The required output is all lines below that contain the word "ReviewAttributes".

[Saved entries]
=-=-=

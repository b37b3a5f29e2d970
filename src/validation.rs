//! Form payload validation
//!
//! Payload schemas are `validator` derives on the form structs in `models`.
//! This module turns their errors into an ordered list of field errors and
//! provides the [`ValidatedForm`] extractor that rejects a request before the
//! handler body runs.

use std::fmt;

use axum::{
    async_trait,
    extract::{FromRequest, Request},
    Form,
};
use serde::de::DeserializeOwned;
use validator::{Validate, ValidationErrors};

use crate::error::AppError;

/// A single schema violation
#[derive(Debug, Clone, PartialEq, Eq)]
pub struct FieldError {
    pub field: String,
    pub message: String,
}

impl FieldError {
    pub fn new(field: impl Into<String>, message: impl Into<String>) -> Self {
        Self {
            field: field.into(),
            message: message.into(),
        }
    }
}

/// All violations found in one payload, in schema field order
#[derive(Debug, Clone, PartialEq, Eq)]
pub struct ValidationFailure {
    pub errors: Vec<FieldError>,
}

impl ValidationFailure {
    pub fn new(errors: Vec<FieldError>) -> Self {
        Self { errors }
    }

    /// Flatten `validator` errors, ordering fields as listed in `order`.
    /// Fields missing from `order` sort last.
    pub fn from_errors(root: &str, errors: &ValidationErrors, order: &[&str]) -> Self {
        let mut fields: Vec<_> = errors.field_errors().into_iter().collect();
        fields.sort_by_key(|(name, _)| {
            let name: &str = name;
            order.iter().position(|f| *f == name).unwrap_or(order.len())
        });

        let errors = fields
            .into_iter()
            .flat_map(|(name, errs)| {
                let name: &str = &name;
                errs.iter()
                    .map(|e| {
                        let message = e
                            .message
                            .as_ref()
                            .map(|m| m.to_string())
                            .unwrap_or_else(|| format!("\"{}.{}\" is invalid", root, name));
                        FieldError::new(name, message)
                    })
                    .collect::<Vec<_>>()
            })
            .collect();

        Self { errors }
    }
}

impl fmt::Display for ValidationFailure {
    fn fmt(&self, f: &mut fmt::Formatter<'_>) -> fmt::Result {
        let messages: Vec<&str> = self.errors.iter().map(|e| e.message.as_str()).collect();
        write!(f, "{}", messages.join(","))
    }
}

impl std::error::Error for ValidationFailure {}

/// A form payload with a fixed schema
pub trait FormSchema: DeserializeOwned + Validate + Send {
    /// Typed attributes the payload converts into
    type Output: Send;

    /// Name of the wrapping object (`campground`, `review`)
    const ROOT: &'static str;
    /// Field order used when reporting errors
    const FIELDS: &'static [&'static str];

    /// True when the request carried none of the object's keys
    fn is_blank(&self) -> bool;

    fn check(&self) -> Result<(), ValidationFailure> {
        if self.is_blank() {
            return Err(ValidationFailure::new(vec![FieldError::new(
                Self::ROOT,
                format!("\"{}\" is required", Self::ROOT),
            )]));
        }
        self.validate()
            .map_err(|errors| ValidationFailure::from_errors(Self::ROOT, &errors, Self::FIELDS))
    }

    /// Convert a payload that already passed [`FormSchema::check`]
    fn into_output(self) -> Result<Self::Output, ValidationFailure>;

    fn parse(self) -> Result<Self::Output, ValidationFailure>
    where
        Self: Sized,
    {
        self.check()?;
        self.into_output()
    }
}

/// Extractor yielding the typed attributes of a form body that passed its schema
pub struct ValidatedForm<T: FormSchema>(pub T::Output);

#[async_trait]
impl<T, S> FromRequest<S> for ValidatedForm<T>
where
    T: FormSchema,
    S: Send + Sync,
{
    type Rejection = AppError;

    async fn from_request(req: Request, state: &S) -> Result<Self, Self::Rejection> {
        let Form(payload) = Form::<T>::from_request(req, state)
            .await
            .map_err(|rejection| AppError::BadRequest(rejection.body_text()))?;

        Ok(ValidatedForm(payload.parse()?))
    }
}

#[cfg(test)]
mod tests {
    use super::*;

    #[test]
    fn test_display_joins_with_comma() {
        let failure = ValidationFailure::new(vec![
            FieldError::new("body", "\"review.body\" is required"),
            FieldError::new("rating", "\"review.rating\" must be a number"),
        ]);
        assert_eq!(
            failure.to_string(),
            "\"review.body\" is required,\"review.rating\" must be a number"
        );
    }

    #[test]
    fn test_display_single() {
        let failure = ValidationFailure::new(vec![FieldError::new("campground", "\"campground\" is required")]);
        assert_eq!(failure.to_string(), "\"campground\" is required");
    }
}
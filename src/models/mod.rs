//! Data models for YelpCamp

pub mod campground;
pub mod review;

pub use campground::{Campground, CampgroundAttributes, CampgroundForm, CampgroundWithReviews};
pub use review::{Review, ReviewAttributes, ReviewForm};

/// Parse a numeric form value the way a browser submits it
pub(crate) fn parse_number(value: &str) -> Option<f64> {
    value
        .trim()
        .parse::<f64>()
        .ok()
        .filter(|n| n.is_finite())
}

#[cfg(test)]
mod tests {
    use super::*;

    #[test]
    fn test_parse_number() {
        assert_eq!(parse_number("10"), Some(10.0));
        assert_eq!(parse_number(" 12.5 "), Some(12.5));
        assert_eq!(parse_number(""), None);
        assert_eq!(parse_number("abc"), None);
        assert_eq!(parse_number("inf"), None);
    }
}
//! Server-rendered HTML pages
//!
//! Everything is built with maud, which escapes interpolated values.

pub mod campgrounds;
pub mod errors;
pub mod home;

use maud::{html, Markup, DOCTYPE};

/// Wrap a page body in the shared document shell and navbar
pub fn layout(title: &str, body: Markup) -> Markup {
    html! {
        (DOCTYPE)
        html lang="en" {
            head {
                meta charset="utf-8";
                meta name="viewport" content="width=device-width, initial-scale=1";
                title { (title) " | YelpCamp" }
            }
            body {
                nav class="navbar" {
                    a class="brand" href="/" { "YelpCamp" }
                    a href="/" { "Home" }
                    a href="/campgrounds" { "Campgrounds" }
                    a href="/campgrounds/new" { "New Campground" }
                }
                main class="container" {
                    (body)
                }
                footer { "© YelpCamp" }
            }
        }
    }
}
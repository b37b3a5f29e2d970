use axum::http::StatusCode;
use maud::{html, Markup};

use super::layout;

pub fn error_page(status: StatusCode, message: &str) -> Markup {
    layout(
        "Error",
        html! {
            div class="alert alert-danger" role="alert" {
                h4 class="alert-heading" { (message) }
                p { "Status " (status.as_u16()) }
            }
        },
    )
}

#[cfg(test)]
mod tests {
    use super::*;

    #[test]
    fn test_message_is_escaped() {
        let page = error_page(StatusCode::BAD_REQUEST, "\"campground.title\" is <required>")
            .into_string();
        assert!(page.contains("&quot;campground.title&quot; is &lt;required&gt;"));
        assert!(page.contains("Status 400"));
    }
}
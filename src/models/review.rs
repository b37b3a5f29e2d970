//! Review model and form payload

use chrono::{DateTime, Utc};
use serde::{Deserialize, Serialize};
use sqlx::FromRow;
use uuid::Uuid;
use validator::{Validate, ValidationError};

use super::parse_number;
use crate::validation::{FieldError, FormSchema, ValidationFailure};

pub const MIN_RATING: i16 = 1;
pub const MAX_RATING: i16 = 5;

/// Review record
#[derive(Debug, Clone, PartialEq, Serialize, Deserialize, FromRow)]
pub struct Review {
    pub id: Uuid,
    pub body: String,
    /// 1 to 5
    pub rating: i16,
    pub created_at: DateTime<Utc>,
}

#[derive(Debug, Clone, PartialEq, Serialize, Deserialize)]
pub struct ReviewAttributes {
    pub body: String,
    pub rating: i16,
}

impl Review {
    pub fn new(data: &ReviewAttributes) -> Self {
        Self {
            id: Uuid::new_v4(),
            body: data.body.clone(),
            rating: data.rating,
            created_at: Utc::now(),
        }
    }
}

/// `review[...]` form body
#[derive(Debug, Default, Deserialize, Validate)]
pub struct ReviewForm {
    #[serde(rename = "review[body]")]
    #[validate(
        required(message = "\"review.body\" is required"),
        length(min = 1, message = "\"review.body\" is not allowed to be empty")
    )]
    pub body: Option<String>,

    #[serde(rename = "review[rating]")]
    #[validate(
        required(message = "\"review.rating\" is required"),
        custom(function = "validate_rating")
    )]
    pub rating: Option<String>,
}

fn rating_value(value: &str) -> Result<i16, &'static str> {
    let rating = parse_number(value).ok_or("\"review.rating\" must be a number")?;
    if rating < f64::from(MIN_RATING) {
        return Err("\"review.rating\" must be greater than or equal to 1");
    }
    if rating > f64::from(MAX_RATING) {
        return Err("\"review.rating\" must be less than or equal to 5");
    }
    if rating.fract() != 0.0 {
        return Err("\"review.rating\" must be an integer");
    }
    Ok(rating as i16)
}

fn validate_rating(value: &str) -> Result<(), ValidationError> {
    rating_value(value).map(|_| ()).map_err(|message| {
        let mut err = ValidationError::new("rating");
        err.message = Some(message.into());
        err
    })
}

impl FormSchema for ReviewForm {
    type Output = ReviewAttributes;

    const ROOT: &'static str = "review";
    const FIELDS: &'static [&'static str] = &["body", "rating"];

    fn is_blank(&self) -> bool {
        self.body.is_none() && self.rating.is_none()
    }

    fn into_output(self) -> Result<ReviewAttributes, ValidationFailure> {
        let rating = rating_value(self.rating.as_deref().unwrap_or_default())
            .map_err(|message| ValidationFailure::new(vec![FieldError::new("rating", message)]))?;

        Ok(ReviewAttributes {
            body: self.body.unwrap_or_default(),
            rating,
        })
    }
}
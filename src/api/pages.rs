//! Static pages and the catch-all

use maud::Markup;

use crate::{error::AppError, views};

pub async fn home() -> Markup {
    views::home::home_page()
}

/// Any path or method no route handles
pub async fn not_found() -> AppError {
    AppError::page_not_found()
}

=-=-=

## SOLUTION
pub use review::{Review, ReviewAttributes, ReviewForm};
pub struct ReviewAttributes {
    pub fn new(data: &ReviewAttributes) -> Self {
    type Output = ReviewAttributes;
    fn into_output(self) -> Result<ReviewAttributes, ValidationFailure> {
        Ok(ReviewAttributes {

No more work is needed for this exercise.